# Want A New System For 40000 INR



## coolguythampy (Nov 2, 2010)

Hello everyone,

I am about to purchase a new PC. Had one which cost 77K which I bought last year June. however it had lot of non issues and ended up selling it for 25K. I dont want to repeat my mistake. I have very basic requirements here. Please help me out with compatible products

1. What is the purpose of the computer? 
A: Web Browsing, Word Processing, Watching DVD movies

2. Are you open to alternate ideas/products giving similar better performance but offering more VFM/ sellers? If not- why?
A: Yes

3. What is your MAX budget?
A: 40000 Rupees

4. Planning to overclock? 
A: Never

5. Which OS are you planning to use?
A: Ubuntu 10.10

6. How much hard drive space is needed?
A: 500GB

7. What resolution will the screen run at & whats the size of the screen you want?
A: Not sure.

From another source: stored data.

//! Process liveness probing
//!
//! Each side watches its peer by process id. Ids can be recycled by the OS, so
//! a positive answer is approximate; a negative one is reliable.

use std::sync::mpsc;
use std::thread::JoinHandle;
use std::time::Duration;
use tracing::{debug, info, warn};

use crate::cancel::CancelToken;

/// Check whether a process with this id currently exists
#[cfg(unix)]
pub fn process_alive(pid: u32) -> bool {
    let Ok(pid) = libc::pid_t::try_from(pid) else {
        return false;
    };
    if pid <= 0 {
        return false;
    }

    // Signal 0 performs the permission and existence checks without delivering anything
    let result = unsafe { libc::kill(pid, 0) };
    if result == 0 {
        return true;
    }

    std::io::Error::last_os_error().raw_os_error() == Some(libc::EPERM)
}

#[cfg(windows)]
pub fn process_alive(pid: u32) -> bool {
    use windows::Win32::Foundation::{CloseHandle, STILL_ACTIVE};
    use windows::Win32::System::Threading::{
        GetExitCodeProcess, OpenProcess, PROCESS_QUERY_LIMITED_INFORMATION,
    };

    if pid == 0 {
        return false;
    }

    unsafe {
        let Ok(handle) = OpenProcess(PROCESS_QUERY_LIMITED_INFORMATION, false, pid) else {
            return false;
        };
        let mut code = 0u32;
        let alive = GetExitCodeProcess(handle, &mut code).is_ok() && code == STILL_ACTIVE.0 as u32;
        let _ = CloseHandle(handle);
        alive
    }
}

#[cfg(not(any(unix, windows)))]
pub fn process_alive(_pid: u32) -> bool {
    true
}

/// Outcome reported by a peer monitor
#[derive(Debug, Clone, PartialEq, Eq)]
pub enum PeerEvent {
    /// The watched process was not running when monitoring began
    NotFound(u32),
    /// The watched process exited while being monitored
    Exited(u32),
}

/// Watch `pid` every `interval` until it exits or `cancel` fires.
///
/// At most one event is sent, mapped into the caller's event type by `into_event`.
pub fn spawn_peer_monitor<E, F>(
    pid: u32,
    interval: Duration,
    cancel: CancelToken,
    events: mpsc::Sender<E>,
    into_event: F,
) -> std::io::Result<JoinHandle<()>>
where
    E: Send + 'static,
    F: Fn(PeerEvent) -> E + Send + 'static,
{
    std::thread::Builder::new()
        .name("peer-monitor".to_string())
        .spawn(move || {
            if !process_alive(pid) {
                warn!("Peer process {} is not running", pid);
                let _ = events.send(into_event(PeerEvent::NotFound(pid)));
                return;
            }

            info!("Monitoring peer process {}", pid);
            loop {
                if cancel.wait_timeout(interval) {
                    debug!("Peer monitor for {} cancelled", pid);
                    return;
                }
                if !process_alive(pid) {
                    warn!("Peer process {} has exited", pid);
                    let _ = events.send(into_event(PeerEvent::Exited(pid)));
                    return;
                }
            }
        })
}

#[cfg(test)]
mod tests {
    use super::*;

    #[test]
    fn test_own_process_is_alive() {
        assert!(process_alive(std::process::id()));
    }

    #[cfg(unix)]
    #[test]
    fn test_exited_child_is_detected() {
        let mut child = std::process::Command::new("true").spawn().unwrap();
        let pid = child.id();
        child.wait().unwrap();
        assert!(!process_alive(pid));
    }

    #[test]
    fn test_monitor_reports_missing_peer() {
        let (tx, rx) = mpsc::channel();
        let handle = spawn_peer_monitor(
            u32::MAX,
            Duration::from_millis(10),
            CancelToken::new(),
            tx,
            |event| event,
        )
        .unwrap();
        handle.join().unwrap();
        assert_eq!(rx.recv().unwrap(), PeerEvent::NotFound(u32::MAX));
    }

    #[test]
    fn test_monitor_stops_on_cancel() {
        let (tx, rx) = mpsc::channel::<PeerEvent>();
        let cancel = CancelToken::new();
        let handle = spawn_peer_monitor(
            std::process::id(),
            Duration::from_secs(30),
            cancel.clone(),
            tx,
            |event| event,
        )
        .unwrap();
        cancel.cancel();
        handle.join().unwrap();
        assert!(rx.try_recv().is_err());
    }
}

Flexible in getting screens from 18.5" to 22"

8. How would you rate your hardware knowledge from the count of 1-10?highest)
A: 7

9. Have you ever built a desktop before or will this be done by an assembler? 
A: Assembler. I have seena  system assembled

10. When are you planning to buy the system?
A: january 2011

11. Are you one of the types looking out for "future proof" configurations?
A: No. I am looking for a system to last me for 2-3 years and then I will go for a MAC Pro

12. Are there going to be any components that you don't want to include in this new rig? If yes, do mention.
A: I am not looking for sound cards

13. Which city do you live in and are you open to buying from shops from other city/states?
A:Trivandrum, kerala. Like to purchase locally if possible or online

14. Mention any other points if deemed necessary
A:

I am not going to play any games. I have a PS3 for that.
I need UPS also within this budget
I need speakers and everything with this. I am not a music buff too. So no need of any high ualoty speakers, but it must be good to watch DVD movies


----------



## Jaskanwar Singh (Nov 2, 2010)

AMD Athlon II x4 635 @ 5k
MSI 880GMA E45 @ 5.5k
G.Skill 2 * 2GB DDR3 1333MHz @ 4.6k
Seagate Barracuda 1 TB @ 3k
LG 22X SATA DVD @ 0.9k
FSP Saga II 500W @ 2.2k
CM Elite 310 @ 1.5k
Benq G2220HD 22" LCD @ 7.3k
Logitech K&B @ 0.6k
Altec Lansing VS-2421 @ 2.4k 
APC 650VA @ 3k

Total - 36k

this is more than enough for your needs.


----------



## coolguythampy (Nov 2, 2010)

Hello,

Thanks for your help.

How much more will I need to invest if I am to go for a full HD monitor and a graphic card that can run HD DVD movies smoothly?

Also about the 1TB HDD, I have heard that failure rate is more. So I am planning to go with a 500GB now... How much will a hybrid HDD cost?(Normall HDD+ SSD). Plus, I am not a huge fan of seagate. They have given me big problems in teh past. Any other reliable companies like WD?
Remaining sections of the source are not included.